The new Government will be judged on how it implements its health commitments, particularly compulsory GP registration, Professor Andrew Murphy tells Meadhbh Monahan.

The ‘ecology’ of Irish health care cannot be measured accurately because “we don’t know who is registered with who.”

That’s according to Andrew Murphy, Foundation Chair of General Practice at NUI Galway. Murphy, who is also a GP in a semi-rural practice in Turloughmore, County Galway, says the Programme for Government’s commitment to make registration with a primary care team compulsory is “very welcome.”

The Fine Gael-Labour coalition, with GP James Reilly as Health Minister, has pledged to introduce universal primary care. This would see an end to GP fees, compulsory registration with a GP (not just for medical card holders), additional doctors, nurses and other primary care professionals, a new GP contract to incentivise the treatment of chronic illnesses, and the creation of an integrated system of primary and hospital care.

“I welcome the focus on primary care. Internationally, the evidence points out that one needs to have a strong primary care sector to try and deliver optimal health outcomes,” Murphy remarks.
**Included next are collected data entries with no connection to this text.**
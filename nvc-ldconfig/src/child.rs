//! The confined child process itself: namespace
//! entry, capability/privilege adjustment, rootfs switch, resource
//! limits, seccomp, and the final `exec`. Grounded in the `child == 0`
//! branch of `nvc_ldcache_update`.
//!
//! Every function here runs after `clone`, in the forked child. Nothing
//! returns to the caller: success ends in `fexecve`/`execve` replacing
//! the process image, failure ends in `_exit`.

use crate::{privilege, rootfs, seccomp};
use nvc_core::{NvcError, Result};
use std::ffi::CString;
use std::os::fd::{AsRawFd, OwnedFd};
use std::path::PathBuf;

/// Per-container parameters the child needs, independent of which
/// binary is ultimately run.
pub struct ChildParams {
    pub mnt_ns: PathBuf,
    pub rootfs: PathBuf,
    pub uid: u32,
    pub gid: u32,
    pub no_pivot: bool,
    pub secure_mode: bool,
}

/// What to execute: either a sealed memfd (host binary) or a plain
/// rootfs-relative path, plus the argv to run it with.
pub struct ExecPlan {
    pub argv: Vec<CString>,
    pub fd: Option<OwnedFd>,
    pub path: CString,
    pub host_ldconfig: bool,
}

/// Runs to completion in the child and never returns; always calls
/// `std::process::exit` (on failure) or replaces the process image (on
/// success).
pub fn run_child(params: ChildParams, plan: ExecPlan) -> ! {
    set_process_name();
    match try_run(&params, &plan) {
        Ok(never) => match never {},
        Err(e) => {
            tracing::error!("could not start {:?}: {e}", plan.path);
            std::process::exit(1);
        }
    }
}

fn set_process_name() {
    let name = CString::new("nvc:[ldconfig]").unwrap();
    unsafe {
        libc::prctl(libc::PR_SET_NAME, name.as_ptr() as libc::c_ulong, 0, 0, 0);
    }
}

fn setns_mnt(path: &std::path::Path) -> Result<()> {
    let c = CString::new(path.as_os_str().as_encoded_bytes()).map_err(|_| NvcError::PathInvalid(path.display().to_string()))?;
    let fd = unsafe { libc::open(c.as_ptr(), libc::O_RDONLY) };
    if fd < 0 {
        return Err(NvcError::io(path.display().to_string(), std::io::Error::last_os_error()));
    }
    let rv = unsafe { libc::setns(fd, libc::CLONE_NEWNS) };
    unsafe { libc::close(fd) };
    if rv != 0 {
        return Err(NvcError::Mount(format!("setns({}) failed: {}", path.display(), std::io::Error::last_os_error())));
    }
    Ok(())
}

fn try_run(params: &ChildParams, plan: &ExecPlan) -> Result<std::convert::Infallible> {
    setns_mnt(&params.mnt_ns)?;
    privilege::adjust_capabilities(params.uid, plan.host_ldconfig, params.secure_mode)?;
    let drop_groups = rootfs::change_rootfs(&params.rootfs, params.no_pivot, plan.host_ldconfig, params.uid, params.gid)?;
    privilege::limit_resources()?;
    nvc_priv::drop_to_uid_gid(params.uid, params.gid, drop_groups)?;
    seccomp::limit_syscalls(params.secure_mode)?;
    exec(plan)
}

fn exec(plan: &ExecPlan) -> Result<std::convert::Infallible> {
    let mut argv_ptrs: Vec<*const libc::c_char> = plan.argv.iter().map(|a| a.as_ptr()).collect();
    argv_ptrs.push(std::ptr::null());
    let envp: [*const libc::c_char; 1] = [std::ptr::null()];

    if let Some(fd) = &plan.fd {
        unsafe {
            libc::fexecve(fd.as_raw_fd(), argv_ptrs.as_ptr(), envp.as_ptr());
        }
    } else {
        unsafe {
            libc::execve(plan.path.as_ptr(), argv_ptrs.as_ptr(), envp.as_ptr());
        }
    }
    Err(NvcError::ExecFailed(format!(
        "exec of {:?} failed: {}",
        plan.path,
        std::io::Error::last_os_error()
    )))
}
//! Per-file container-flag gating for host binary/library mounts, grounded in `match_binary_flags`/`match_library_flags`
//! of `nvc_info.c`. Lives here rather than in nvc-inventory because it
//! gates *which discovered files get mounted for this container*, not
//! what component H discovers in the first place.

use nvc_container::ContainerFlags;
use nvc_inventory::catalog;

fn has_prefix(name: &str, candidates: &[&str]) -> bool {
    candidates.iter().any(|c| name.starts_with(c))
}

pub fn match_binary_flags(bin: &str, flags: ContainerFlags) -> bool {
    if flags.contains(ContainerFlags::UTILITY_BINS) && has_prefix(bin, catalog::UTILITY_BINS) {
        return true;
    }
    if flags.contains(ContainerFlags::COMPUTE_BINS) && has_prefix(bin, catalog::COMPUTE_BINS) {
        return true;
    }
    false
}

pub fn match_library_flags(lib: &str, flags: ContainerFlags) -> bool {
    if flags.contains(ContainerFlags::UTILITY_LIBS) && has_prefix(lib, catalog::UTILITY_LIBS) {
        return true;
    }
    if flags.contains(ContainerFlags::COMPUTE_LIBS) && has_prefix(lib, catalog::COMPUTE_LIBS) {
        return true;
    }
    if flags.contains(ContainerFlags::VIDEO_LIBS) && has_prefix(lib, catalog::VIDEO_LIBS) {
        return true;
    }
    if flags.contains(ContainerFlags::GRAPHICS_LIBS)
        && (has_prefix(lib, catalog::GRAPHICS_LIBS)
            || has_prefix(lib, catalog::GRAPHICS_LIBS_GLVND)
            || has_prefix(lib, catalog::GRAPHICS_LIBS_COMPAT))
    {
        return true;
    }
    if flags.contains(ContainerFlags::NGX_LIBS) && has_prefix(lib, catalog::NGX_LIBS) {
        return true;
    }
    false
}

#[cfg(test)]
mod tests {
    use super::*;

    #[test]
    fn utility_bin_requires_utility_bins_flag() {
        assert!(match_binary_flags("nvidia-smi", ContainerFlags::UTILITY_BINS));
        assert!(!match_binary_flags("nvidia-smi", ContainerFlags::COMPUTE_BINS));
    }

    #[test]
    fn graphics_lib_matches_any_of_the_three_graphics_lists() {
        assert!(match_library_flags("libGL.so.1", ContainerFlags::GRAPHICS_LIBS));
        assert!(match_library_flags("libGLX_nvidia.so.0", ContainerFlags::GRAPHICS_LIBS));
    }

    #[test]
    fn unmatched_library_is_rejected() {
        assert!(!match_library_flags("libc.so.6", ContainerFlags::UTILITY_LIBS | ContainerFlags::COMPUTE_LIBS));
    }
}
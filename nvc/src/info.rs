//! Driver & device inventory assembly: combines
//! the driver helper RPC (component D) with the ldcache reader, ELF
//! inspector, and device-node probing (component H) into one
//! [`DriverInfo`]/[`DeviceInfo`] pair. Grounded in `nvc_driver_info`/
//! `nvc_device_info` of `nvc_info.c`.

use nvc_core::model::{Brand, MigInstance};
use nvc_core::{DeviceInfo, DriverInfo, DriverOptions, LibraryContext, NvcError, Result};
use nvc_driver_helper::DriverHelperClient;
use nvc_inventory::devices::{self, MigMinorsTable, MigQuery};
use nvc_inventory::libs::{self, LibCategory};
use nvc_inventory::{bins, catalog, firmware};
use nvc_ldcache::ArchFlag;
use std::path::Path;

/// Library categories discovered regardless of `driver_opts`; NGX/Dxcore
/// are always probed since no `options.h` flag gates their discovery
/// (only `ContainerFlags::NGX_LIBS` gates whether they get *mounted*).
fn lib_categories(opts: DriverOptions) -> Vec<LibCategory> {
    let mut cats = vec![LibCategory::Utility, LibCategory::Compute, LibCategory::Video, LibCategory::Ngx, LibCategory::Dxcore];
    if !opts.contains(DriverOptions::NO_GLVND) {
        cats.push(LibCategory::GraphicsGlvnd);
    }
    cats.push(LibCategory::GraphicsCore);
    cats.push(LibCategory::GraphicsCompat);
    cats
}

fn host_arch64() -> ArchFlag {
    match std::env::consts::ARCH {
        "aarch64" => ArchFlag::AArch64,
        "arm" => ArchFlag::Arm,
        "powerpc64" => ArchFlag::Ppc64le,
        _ => ArchFlag::X8664Lib64,
    }
}

fn host_arch32() -> ArchFlag {
    match std::env::consts::ARCH {
        "aarch64" | "arm" => ArchFlag::Arm,
        _ => ArchFlag::X86,
    }
}

/// Best-effort mapping of NVML's `nvmlBrandType_t` onto [`Brand`]; NVML
/// brand codes have grown new members across driver releases, so
/// anything unrecognized degrades to `Unknown` rather than failing.
fn brand_from_nvml(code: i32) -> Brand {
    match code {
        1 => Brand::Quadro,
        2 => Brand::Tesla,
        3 => Brand::NVS,
        5 => Brand::GeForce,
        6 => Brand::Titan,
        7 => Brand::NvidiaVApps,
        8 => Brand::NvidiaVPc,
        9 => Brand::NvidiaVServer,
        10 => Brand::NvidiaVGaming,
        12 => Brand::Nvidia,
        13 => Brand::QuadroRtx,
        _ => Brand::Unknown,
    }
}

fn canonical_busid(raw: &str) -> String {
    raw.to_ascii_lowercase()
}

/// Assemble the full driver-file and device inventory. `helper` is a
/// live driver helper spawned by the caller; `root` is the driver root (`ctx.config.root`), `opts` gates
/// which optional file categories are discovered.
pub fn build(ctx: &LibraryContext, helper: &mut DriverHelperClient, opts: DriverOptions) -> Result<(DriverInfo, DeviceInfo)> {
    let root = ctx.config.root.as_path();

    let nvrm_version = helper.rm_version().map_err(|e| NvcError::RpcTransport(e.to_string()))?;
    let cuda_version = helper.cuda_version().map_err(|e| NvcError::RpcTransport(e.to_string()))?;

    let cache = nvc_ldcache::read_cache(&ctx.config.ldcache)?;
    let categories = lib_categories(opts);
    let libs = libs::resolve_libs(root, &cache, host_arch64(), &nvrm_version, &categories);
    let libs32 = libs::resolve_libs(root, &cache, host_arch32(), &nvrm_version, &categories);

    let mut bin_names = catalog::UTILITY_BINS.to_vec();
    bin_names.extend(catalog::COMPUTE_BINS);
    let bin_list = bins::find_on_path(root, &bin_names);

    let firmwares = if opts.contains(DriverOptions::NO_GSP_FIRMWARE) {
        Vec::new()
    } else {
        firmware::find_gsp_firmware(root, &nvrm_version)
    };

    let ipcs = build_ipcs(root, opts);

    let mut fixed = devices::fixed_device_nodes(root);
    if opts.contains(DriverOptions::NO_MODESET) {
        fixed.retain(|n| !n.path.ends_with("nvidia-modeset"));
    }
    if opts.contains(DriverOptions::NO_UVM) {
        fixed.retain(|n| !n.path.ends_with("nvidia-uvm") && !n.path.ends_with("nvidia-uvm-tools"));
    }

    let driver_info = DriverInfo {
        nvrm_version: nvrm_version.clone(),
        cuda_version,
        bins: bin_list,
        libs,
        libs32,
        ipcs,
        firmwares,
        devices: fixed,
    };

    let device_info = build_device_info(root, helper)?;

    Ok((driver_info, device_info))
}

fn build_ipcs(root: &Path, opts: DriverOptions) -> Vec<std::path::PathBuf> {
    let mut out = Vec::new();
    if !opts.contains(DriverOptions::NO_PERSISTENCED) {
        let p = root.join(nvc_core::paths::NV_PERSISTENCED_SOCKET.trim_start_matches('/'));
        if p.exists() {
            out.push(p);
        }
    }
    if !opts.contains(DriverOptions::NO_FABRICMANAGER) {
        let p = root.join(nvc_core::paths::NV_FABRICMANAGER_SOCKET.trim_start_matches('/'));
        if p.exists() {
            out.push(p);
        }
    }
    if !opts.contains(DriverOptions::NO_MPS) {
        let dir = std::env::var("CUDA_MPS_PIPE_DIRECTORY").unwrap_or_else(|_| nvc_core::paths::NV_MPS_PIPE_DIR_DEFAULT.to_string());
        let p = root.join(dir.trim_start_matches('/'));
        if p.exists() {
            out.push(p);
        }
    }
    out
}

fn build_device_info(root: &Path, helper: &mut DriverHelperClient) -> Result<DeviceInfo> {
    let nvcaps_style = devices::detect_nvcaps_style(root);
    let mig_minors = MigMinorsTable::load(root).unwrap_or_else(|_| MigMinorsTable::parse(""));

    let count = helper.device_count().map_err(|e| NvcError::RpcTransport(e.to_string()))?;
    let mut gpus = Vec::new();
    for index in 0..count {
        let dto = helper.device_info(index).map_err(|e| NvcError::RpcTransport(e.to_string()))?;
        let node = devices::gpu_device_node(root, dto.minor)?;

        let is_mig_on = matches!(dto.mig_mode, Some((cur, pending)) if cur == 1 && cur == pending);
        let mig_instances: Vec<MigInstance> = if is_mig_on {
            let queries: Vec<MigQuery> = dto
                .mig_devices
                .iter()
                .map(|m| MigQuery {
                    gi: m.gi,
                    ci: m.ci,
                    uuid: format!("MIG-{}", uuid_suffix(&dto.uuid, m.gi, m.ci)),
                })
                .collect();
            devices::build_mig_tree(root, gpus.len(), dto.minor, &queries, nvcaps_style, &mig_minors)
        } else {
            Vec::new()
        };

        let mig_caps_path = if is_mig_on {
            Some(std::path::PathBuf::from(format!("{}/gpu{}/mig", nvc_core::paths::NV_CAPS_PROC_DRIVER, dto.minor)))
        } else {
            None
        };

        gpus.push(nvc_core::model::Device {
            model: dto.model,
            uuid: dto.uuid,
            busid: canonical_busid(&dto.busid),
            arch: format!("{}.{}", dto.cc_major, dto.cc_minor),
            brand: brand_from_nvml(dto.brand),
            node,
            mig_capable: is_mig_on,
            mig_caps_path,
            mig_instances,
        });
    }

    Ok(DeviceInfo { gpus })
}

fn uuid_suffix(parent_uuid: &str, gi: u32, ci: u32) -> String {
    let base = parent_uuid.trim_start_matches("GPU-");
    format!("{base}/{gi}/{ci}")
}

#[cfg(test)]
mod tests {
    use super::*;

    #[test]
    fn lib_categories_excludes_glvnd_when_flagged() {
        let with = lib_categories(DriverOptions::empty());
        let without = lib_categories(DriverOptions::NO_GLVND);
        assert!(with.contains(&LibCategory::GraphicsGlvnd));
        assert!(!without.contains(&LibCategory::GraphicsGlvnd));
    }

    #[test]
    fn host_arch_helpers_pick_a_concrete_flag() {
        assert_ne!(host_arch64(), host_arch32());
    }
}
use std::panic::{catch_unwind, AssertUnwindSafe};
use std::sync::Arc;

use rayon::prelude::*;
use tracing::{debug, error, info};

use crate::config::SchedulerConfig;
use crate::error::{JobError, SchedulerError};
use crate::handle::JobHandle;

/// Lane index of the calling thread for a scheduler with `lane_count` lanes.
///
/// Pool workers map to `1..lane_count`; every other thread shares lane `0`.
pub fn current_lane(lane_count: usize) -> usize {
    let lane = rayon::current_thread_index().map_or(0, |index| index + 1);
    lane % lane_count.max(1)
}

/// What a running job knows about itself.
#[derive(Debug)]
pub struct JobContext<'a> {
    job: &'a str,
    lane: usize,
}

impl<'a> JobContext<'a> {
    fn new(job: &'a str, lane_count: usize) -> Self {
        Self {
            job,
            lane: current_lane(lane_count),
        }
    }

    /// Dense index of the worker running this job. Lane writers use it to
    /// pick the partition they append into.
    pub fn lane(&self) -> usize {
        self.lane
    }

    pub fn job_name(&self) -> &str {
        self.job
    }

    /// Build a failure attributed to this job.
    pub fn fail(&self, reason: impl Into<String>) -> JobError {
        JobError::failed(self.job, reason)
    }
}

/// Worker pool that runs jobs once their dependencies complete.
///
/// Scheduling never blocks: [`schedule`](Self::schedule) registers the job
/// behind its dependency and returns the job's own handle immediately.
#[derive(Clone)]
pub struct JobScheduler {
    pool: Arc<rayon::ThreadPool>,
    workers: usize,
}

impl JobScheduler {
    pub fn new(config: SchedulerConfig) -> Result<Self, SchedulerError> {
        let workers = config.resolved_workers()?;
        let prefix = config.thread_name_prefix.clone();
        let mut builder = rayon::ThreadPoolBuilder::new()
            .num_threads(workers)
            .thread_name(move |i| format!("{prefix}-{i}"));
        if let Some(stack_size) = config.stack_size {
            builder = builder.stack_size(stack_size);
        }
        let pool = builder
            .build()
            .map_err(|e| SchedulerError::PoolBuild(e.to_string()))?;

        info!(workers, "job scheduler started");
        Ok(Self {
            pool: Arc::new(pool),
            workers,
        })
    }

    pub fn worker_count(&self) -> usize {
        self.workers
    }

    /// Number of lanes a lane-partitioned buffer needs to serve this pool:
    /// one per worker plus lane `0` for threads outside the pool.
    pub fn lane_count(&self) -> usize {
        self.workers + 1
    }

    /// Run `job` on the pool after `depends_on` completes.
    ///
    /// If `depends_on` fails the job is skipped and the returned handle
    /// fails with the same error.
    pub fn schedule<F>(&self, name: &str, depends_on: &JobHandle, job: F) -> JobHandle
    where
        F: FnOnce(&JobContext<'_>) -> Result<(), JobError> + Send + 'static,
    {
        let (handle, completer) = JobHandle::pending(name);
        let pool = Arc::clone(&self.pool);
        let lanes = self.lane_count();
        let name = name.to_string();

        depends_on.on_complete(move |outcome| {
            if let Err(err) = outcome {
                debug!(job = %name, %err, "skipping job after upstream failure");
                completer.complete(Err(err.clone()));
                return;
            }
            pool.spawn(move || {
                let result = run_guarded(&name, || job(&JobContext::new(&name, lanes)));
                completer.complete(result);
            });
        });
        handle
    }

    /// Parallel-for over a length only known once the job starts.
    ///
    /// `prepare` runs first and returns shared state plus the item count;
    /// `job` then runs once per index, with at least `batch_size` consecutive
    /// indices handed to a worker at a time.
    pub fn schedule_parallel_deferred<S, P, F>(
        &self,
        name: &str,
        depends_on: &JobHandle,
        batch_size: usize,
        prepare: P,
        job: F,
    ) -> JobHandle
    where
        S: Send + Sync + 'static,
        P: FnOnce() -> Result<(S, usize), JobError> + Send + 'static,
        F: Fn(&S, usize, &JobContext<'_>) -> Result<(), JobError> + Send + Sync + 'static,
    {
        let lanes = self.lane_count();
        let batch_size = batch_size.max(1);
        self.schedule(name, depends_on, move |ctx| {
            let (state, len) = prepare()?;
            let name = ctx.job_name();
            debug!(job = %name, len, batch_size, "parallel job starting");
            (0..len)
                .into_par_iter()
                .with_min_len(batch_size)
                .try_for_each(|index| job(&state, index, &JobContext::new(name, lanes)))
        })
    }
}

impl std::fmt::Debug for JobScheduler {
    fn fmt(&self, f: &mut std::fmt::Formatter<'_>) -> std::fmt::Result {
        f.debug_struct("JobScheduler")
            .field("workers", &self.workers)
            .finish()
    }
}

fn run_guarded<F>(name: &str, f: F) -> Result<(), JobError>
where
    F: FnOnce() -> Result<(), JobError>,
{
    match catch_unwind(AssertUnwindSafe(f)) {
        Ok(Ok(())) => Ok(()),
        Ok(Err(err)) => {
            error!(job = %name, %err, "job failed");
            Err(err)
        }
        Err(_) => {
            error!(job = %name, "job panicked");
            Err(JobError::Panicked {
                job: name.to_string(),
            })
        }
    }
}

#[cfg(test)]
mod tests {
    use super::*;
    use std::sync::atomic::{AtomicUsize, Ordering};
    use std::sync::Mutex;

    fn scheduler(workers: usize) -> JobScheduler {
        JobScheduler::new(SchedulerConfig::with_workers(workers)).unwrap()
    }

    #[test]
    fn lane_count_reserves_external_lane() {
        let s = scheduler(3);
        assert_eq!(s.worker_count(), 3);
        assert_eq!(s.lane_count(), 4);
        assert_eq!(current_lane(s.lane_count()), 0);
    }

    #[test]
    fn job_runs_after_dependency() {
        let s = scheduler(2);
        let log = Arc::new(Mutex::new(Vec::new()));

        let (gate, open) = JobHandle::pending("gate");
        let l = Arc::clone(&log);
        let first = s.schedule("first", &gate, move |_| {
            l.lock().unwrap().push("first");
            Ok(())
        });
        let l = Arc::clone(&log);
        let second = s.schedule("second", &first, move |_| {
            l.lock().unwrap().push("second");
            Ok(())
        });

        assert!(log.lock().unwrap().is_empty());
        open.complete(Ok(()));
        assert_eq!(second.wait(), Ok(()));
        assert_eq!(*log.lock().unwrap(), vec!["first", "second"]);
    }

    #[test]
    fn failure_skips_dependents() {
        let s = scheduler(2);
        let ran = Arc::new(AtomicUsize::new(0));
        let failing = s.schedule("failing", &JobHandle::completed(), |ctx| {
            Err(ctx.fail("nope"))
        });
        let r = Arc::clone(&ran);
        let after = s.schedule("after", &failing, move |_| {
            r.fetch_add(1, Ordering::SeqCst);
            Ok(())
        });
        assert_eq!(after.wait(), Err(JobError::failed("failing", "nope")));
        assert_eq!(ran.load(Ordering::SeqCst), 0);
    }

    #[test]
    fn panic_is_captured() {
        let s = scheduler(1);
        let handle = s.schedule("explodes", &JobHandle::completed(), |_| {
            panic!("kaboom");
        });
        assert_eq!(
            handle.wait(),
            Err(JobError::Panicked {
                job: "explodes".into()
            })
        );
    }

    #[test]
    fn jobs_see_worker_lanes() {
        let s = scheduler(4);
        let lanes = s.lane_count();
        let seen = Arc::new(Mutex::new(Vec::new()));
        let handles: Vec<_> = (0..32)
            .map(|_| {
                let seen = Arc::clone(&seen);
                s.schedule("lane", &JobHandle::completed(), move |ctx| {
                    seen.lock().unwrap().push(ctx.lane());
                    Ok(())
                })
            })
            .collect();
        JobHandle::combine(handles.iter()).wait().unwrap();
        let seen = seen.lock().unwrap();
        assert_eq!(seen.len(), 32);
        assert!(seen.iter().all(|&lane| lane >= 1 && lane < lanes));
    }

    #[test]
    fn parallel_deferred_visits_every_index() {
        let s = scheduler(4);
        let sum = Arc::new(AtomicUsize::new(0));
        let total = Arc::clone(&sum);
        let handle = s.schedule_parallel_deferred(
            "sum",
            &JobHandle::completed(),
            8,
            || Ok(((0..1000usize).collect::<Vec<_>>(), 1000)),
            move |values, index, _| {
                total.fetch_add(values[index], Ordering::Relaxed);
                Ok(())
            },
        );
        handle.wait().unwrap();
        assert_eq!(sum.load(Ordering::Relaxed), (0..1000).sum::<usize>());
    }

    #[test]
    fn parallel_deferred_prepare_failure() {
        let s = scheduler(2);
        let handle = s.schedule_parallel_deferred(
            "prep",
            &JobHandle::completed(),
            1,
            || Err::<((), usize), _>(JobError::failed("prep", "no data")),
            |_, _, _| Ok(()),
        );
        assert_eq!(handle.wait(), Err(JobError::failed("prep", "no data")));
    }

    #[test]
    fn parallel_deferred_empty_range() {
        let s = scheduler(2);
        let handle = s.schedule_parallel_deferred(
            "empty",
            &JobHandle::completed(),
            16,
            || Ok(((), 0)),
            |_, _, ctx| Err(ctx.fail("should not run")),
        );
        assert_eq!(handle.wait(), Ok(()));
    }
}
A member of the expert group on resource allocation, which reported its suggestions for health reform last October, Murphy says the new Government is “clear in what they want to achieve so they can be judged by that.” He adds that health reform is “not just about how you raise the money, it’s about how you spend it.”

Compulsory registration is “an important simple thing to be done,” he adds.

Best practice

Scandinavian countries such as Norway, Sweden and Finland as well as Holland, the UK and Germany have GP registration systems that Ireland “would like to emulate.”

“All of them have the sense that everyone in the population is registered with a general practitioner,” Murphy states.

Currently, “only about one-third (31.9 per cent) of the population is registered.” These are the general medical services patients, who received a medical card following means-testing.

Because private health patients ‘pay-as- they-go’, they often have “a multiplicity of [GP] providers,” Murphy explains. “That means it’s been very difficult for practices to know who their patients are.”

This is particularly important for “preventative activities such as childhood immunisation, adult flu immunisations or trying to target patients with certain conditions such as diabetes or high blood pressure,” he adds.

In Scandinavia, GP practices are “immediately able to provide figures as regards their uptake for the MMR vaccine, and where there’s low uptake, look at the reasons why.”

Murphy says: “Often it’s more to do with the types of patients the practices have rather than the types of services being offered. But that hasn’t been possible in Ireland.”

He commends the work done by the Health Protection Surveillance Centre in providing figures, but says they are often difficult to interpret, whereas with registration, “it’s made very simple.”

Screening

Chronic disease management is going to be a key feature for health care over the foreseeable future, according to Murphy.

“That does depend on doing simple things well for lots of patients and if you don’t know who your patients are it’s very difficult to do those simple things.”

He points to diabetes, where, retinal screening has been introduced in the west of the country, “which is a really welcome development.”

Like GP registration, retinal screening is common in other countries but is only being rolled out in Ireland.

The screening of the eyes to check for any early changes due to diabetes is “particularly important because if you detect those early changes it’s possible to intervene early and prevent later development of blindness,” Murphy contends.

“Again it’s difficult for practices to reliably produce lists of patients with diabetes because they don’t know what their denominator is [who is registered with them],” he explains.

Often, the non-GMS patients “are most likely to receive benefit from interventions”. Because they don’t attend appointments, they are at higher risk. “So, if you have a proper register you can chase those patients,” Murphy believes.

Prior to Christmas, Murphy’s practice wrote 950 letters to patients who had registered there and who he felt should get the flu vaccine. Three came back from the families of patients who had since died but because they could have been registered with a “multiplicity of providers” Murphy’s practice had no way of knowing.

“It is more difficult for us in Ireland to target patients, so when we go through our lists we may be able to identify everyone at the age of 65. But for those who are not GMS patients, there is always a concern as to whether they are with us or other practices.”

However, “just because they haven’t attended for five years doesn’t mean they are no longer a patient; maybe they are very well. Or maybe they are attending another practice and would be irritated if you write out to them.”

According to Murphy, it is that “degree of uncertainty” which has “bedevilled attempts to try to act in a pro-active manner.”

In terms of implementing GP registration, Murphy believes it would be “fairly straight forward.”

He points out that some countries opt to provide incentives for registration such as reduced tax rates and increased benefits from private health insurance companies if you register with them.

Essentially, if people want to change health providers, it is “very important to have the ability to do that,” he clarifies.

Murphy hopes to see registration being implemented within the next two or three years. “Many countries are doing it so it’s not as if we are trying to invent a new wheel or anything,” he concludes.